* What is needed *
When you reach the line containing "use tempfile::TempDir;" in the entries below, start writing out each line exactly, and stop after the line containing "the status URL.".

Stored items
+ + +

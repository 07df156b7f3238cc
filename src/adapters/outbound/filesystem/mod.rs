/// Filesystem and stdout adapters for presenting rendered output
mod file_writer;

pub use file_writer::{FileSystemWriter, StdoutPresenter};
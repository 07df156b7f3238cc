/// ProgressReporter port for user feedback while waiting on the network
pub trait ProgressReporter {
    /// Shows `message` until the next call to `report_completion`
    fn report_waiting(&self, message: &str);

    /// Clears any waiting indicator; prints `message` when it is not empty
    fn report_completion(&self, message: &str);
}
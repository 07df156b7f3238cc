/// End-to-end tests for the CLI
///
/// `show` runs against a status server started in-process on an ephemeral
/// port; every command runs in a temp directory so no config file is
/// discovered by accident.
mod test_utilities;

use assert_cmd::cargo::cargo_bin_cmd;
use macro_watch::prelude::*;
use predicates::prelude::*;
use std::fs;
use std::sync::Arc;
use tempfile::TempDir;
use test_utilities::SAMPLE_SNAPSHOT;

// ============================================================================
// Helper Functions
// ============================================================================

/// Starts a status server over `store` on its own runtime thread and
/// returns the status URL.
fn spawn_status_server(store: MemorySnapshotStore) -> String {
    let (tx, rx) = std::sync::mpsc::channel();
    std::thread::spawn(move || {
        let runtime = tokio::runtime::Runtime::new().unwrap();
        runtime.block_on(async move {
            let listener = tokio::net::TcpListener::bind("127.0.0.1:0").await.unwrap();
            tx.send(listener.local_addr().unwrap()).unwrap();
            let app = router(AppState::new(Arc::new(store), None));
            axum::serve(listener, app).await.unwrap();
        });
    });
    let addr = rx.recv().unwrap();
    format!("http://{}/api/status", addr)
}

fn seeded_server() -> String {
    spawn_status_server(MemorySnapshotStore::new().with_entry(SNAPSHOT_KEY, SAMPLE_SNAPSHOT))
}

// ============================================================================
// Exit code tests
// ============================================================================

mod exit_code_tests {
    use super::*;

    /// Exit code 0: --help should return success
    #[test]
    fn test_exit_code_help() {
        cargo_bin_cmd!("macro-watch").arg("--help").assert().code(0);
    }

    /// Exit code 0: --version should return success
    #[test]
    fn test_exit_code_version() {
        cargo_bin_cmd!("macro-watch")
            .arg("--version")
            .assert()
            .code(0)
            .stdout(predicate::str::contains("macro-watch"));
    }

    /// Exit code 2: Missing subcommand
    #[test]
    fn test_exit_code_missing_subcommand() {
        cargo_bin_cmd!("macro-watch").assert().code(2);
    }

    /// Exit code 2: Invalid arguments
    #[test]
    fn test_exit_code_invalid_argument() {
        cargo_bin_cmd!("macro-watch")
            .args(["show", "--invalid-option"])
            .assert()
            .code(2);
    }

    /// Exit code 2: Invalid format value
    #[test]
    fn test_exit_code_invalid_format() {
        cargo_bin_cmd!("macro-watch")
            .args(["show", "--format", "pdf"])
            .assert()
            .code(2);
    }

    /// Exit code 0: Snapshot loaded without a threshold
    #[test]
    fn test_exit_code_success() {
        let url = seeded_server();
        let temp_dir = TempDir::new().unwrap();
        cargo_bin_cmd!("macro-watch")
            .current_dir(temp_dir.path())
            .args(["show", "--no-color", "--url", &url])
            .assert()
            .code(0);
    }

    /// Exit code 1: Breach count reached the alert threshold
    #[test]
    fn test_exit_code_breaches_detected() {
        let url = seeded_server();
        let temp_dir = TempDir::new().unwrap();
        cargo_bin_cmd!("macro-watch")
            .current_dir(temp_dir.path())
            .args(["show", "--no-color", "--alert-threshold", "1", "--url", &url])
            .assert()
            .code(1);
    }

    /// Exit code 0: Breach count below the alert threshold
    #[test]
    fn test_exit_code_below_threshold() {
        let url = seeded_server();
        let temp_dir = TempDir::new().unwrap();
        cargo_bin_cmd!("macro-watch")
            .current_dir(temp_dir.path())
            .args(["show", "--no-color", "--alert-threshold", "2", "--url", &url])
            .assert()
            .code(0);
    }

    /// Exit code 3: Nothing listens on the status URL
    #[test]
    fn test_exit_code_unreachable_status() {
        let temp_dir = TempDir::new().unwrap();
        cargo_bin_cmd!("macro-watch")
            .current_dir(temp_dir.path())
            .args([
                "show",
                "--no-color",
                "--timeout",
                "5",
                "--url",
                "http://127.0.0.1:1/api/status",
            ])
            .assert()
            .code(3)
            .stdout(predicate::str::starts_with("Error: "));
    }

    /// Exit code 3: Seed file does not exist
    #[test]
    fn test_exit_code_serve_missing_seed() {
        let temp_dir = TempDir::new().unwrap();
        cargo_bin_cmd!("macro-watch")
            .current_dir(temp_dir.path())
            .args(["serve", "--seed", "/nonexistent/snapshot.json"])
            .assert()
            .code(3)
            .stderr(predicate::str::contains("Failed to read seed snapshot"));
    }

    /// Exit code 3: Rest store without credentials
    #[test]
    fn test_exit_code_serve_rest_without_credentials() {
        let temp_dir = TempDir::new().unwrap();
        cargo_bin_cmd!("macro-watch")
            .current_dir(temp_dir.path())
            .env_remove("KV_REST_API_URL")
            .env_remove("KV_REST_API_TOKEN")
            .args(["serve", "--store", "rest"])
            .assert()
            .code(3)
            .stderr(predicate::str::contains("Snapshot store is not configured"));
    }
}

// ============================================================================
// Rendering tests
// ============================================================================

#[test]
fn test_show_renders_terminal_dashboard() {
    let url = seeded_server();
    let temp_dir = TempDir::new().unwrap();
    cargo_bin_cmd!("macro-watch")
        .current_dir(temp_dir.path())
        .args(["show", "--no-color", "--url", &url])
        .assert()
        .success()
        .stdout(predicate::str::contains("Macro Early Warning Dashboard"))
        .stdout(predicate::str::contains("Generated: 2024-01-01T00:00:00Z"))
        .stdout(predicate::str::contains("Macro Stress Breaches: 1"))
        .stdout(predicate::str::is_match(r"\ncpi +3\.142\n").unwrap())
        .stdout(predicate::str::is_match(r"\ngdp +NaN\n").unwrap())
        .stdout(predicate::str::contains("cpi_high  TRUE"))
        .stdout(predicate::str::contains("gdp_low   FALSE"));
}

#[test]
fn test_show_without_snapshot_reports_http_404() {
    let url = spawn_status_server(MemorySnapshotStore::new());
    let temp_dir = TempDir::new().unwrap();
    cargo_bin_cmd!("macro-watch")
        .current_dir(temp_dir.path())
        .args(["show", "--no-color", "--url", &url])
        .assert()
        .code(3)
        .stdout("Error: HTTP 404\n");
}

#[test]
fn test_show_writes_html_file() {
    let url = seeded_server();
    let temp_dir = TempDir::new().unwrap();
    let output = temp_dir.path().join("dashboard.html");

    cargo_bin_cmd!("macro-watch")
        .current_dir(temp_dir.path())
        .args(["show", "--format", "html", "--url", &url, "--output"])
        .arg(&output)
        .assert()
        .success();

    let html = fs::read_to_string(&output).unwrap();
    assert!(html.starts_with("<!DOCTYPE html>"));
    assert!(html.contains(r#"<td class="warning">TRUE</td>"#));
    assert!(html.contains(r#"<td class="neutral">FALSE</td>"#));
}

// ============================================================================
// Config file tests
// ============================================================================

#[test]
fn test_show_uses_discovered_config() {
    let url = seeded_server();
    let temp_dir = TempDir::new().unwrap();
    fs::write(
        temp_dir.path().join("macro-watch.config.yml"),
        format!("dashboard:\n  status_url: {}\nalert_threshold: 1\n", url),
    )
    .unwrap();

    cargo_bin_cmd!("macro-watch")
        .current_dir(temp_dir.path())
        .args(["show", "--no-color"])
        .assert()
        .code(1)
        .stdout(predicate::str::contains("Macro Stress Breaches: 1"));
}

#[test]
fn test_cli_threshold_overrides_config() {
    let url = seeded_server();
    let temp_dir = TempDir::new().unwrap();
    let config = temp_dir.path().join("custom.yml");
    fs::write(&config, format!("dashboard:\n  status_url: {}\nalert_threshold: 1\n", url)).unwrap();

    cargo_bin_cmd!("macro-watch")
        .current_dir(temp_dir.path())
        .args(["show", "--no-color", "--alert-threshold", "5", "--config"])
        .arg(&config)
        .assert()
        .code(0);
}

#[test]
fn test_invalid_config_is_application_error() {
    let temp_dir = TempDir::new().unwrap();
    fs::write(
        temp_dir.path().join("macro-watch.config.yml"),
        "store:\n  kind: redis\n",
    )
    .unwrap();

    cargo_bin_cmd!("macro-watch")
        .current_dir(temp_dir.path())
        .args(["serve"])
        .assert()
        .code(3)
        .stderr(predicate::str::contains("Invalid store kind: redis"));
}

#[test]
fn test_explicit_missing_config_is_application_error() {
    let temp_dir = TempDir::new().unwrap();
    cargo_bin_cmd!("macro-watch")
        .current_dir(temp_dir.path())
        .args(["show", "--config", "missing.yml"])
        .assert()
        .code(3)
        .stderr(predicate::str::contains("Failed to read config file"));
}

+ + +

* Task output *
use tempfile::TempDir;
use test_utilities::SAMPLE_SNAPSHOT;

// ============================================================================
// Helper Functions
// ============================================================================

/// Starts a status server over `store` on its own runtime thread and
/// returns the status URL.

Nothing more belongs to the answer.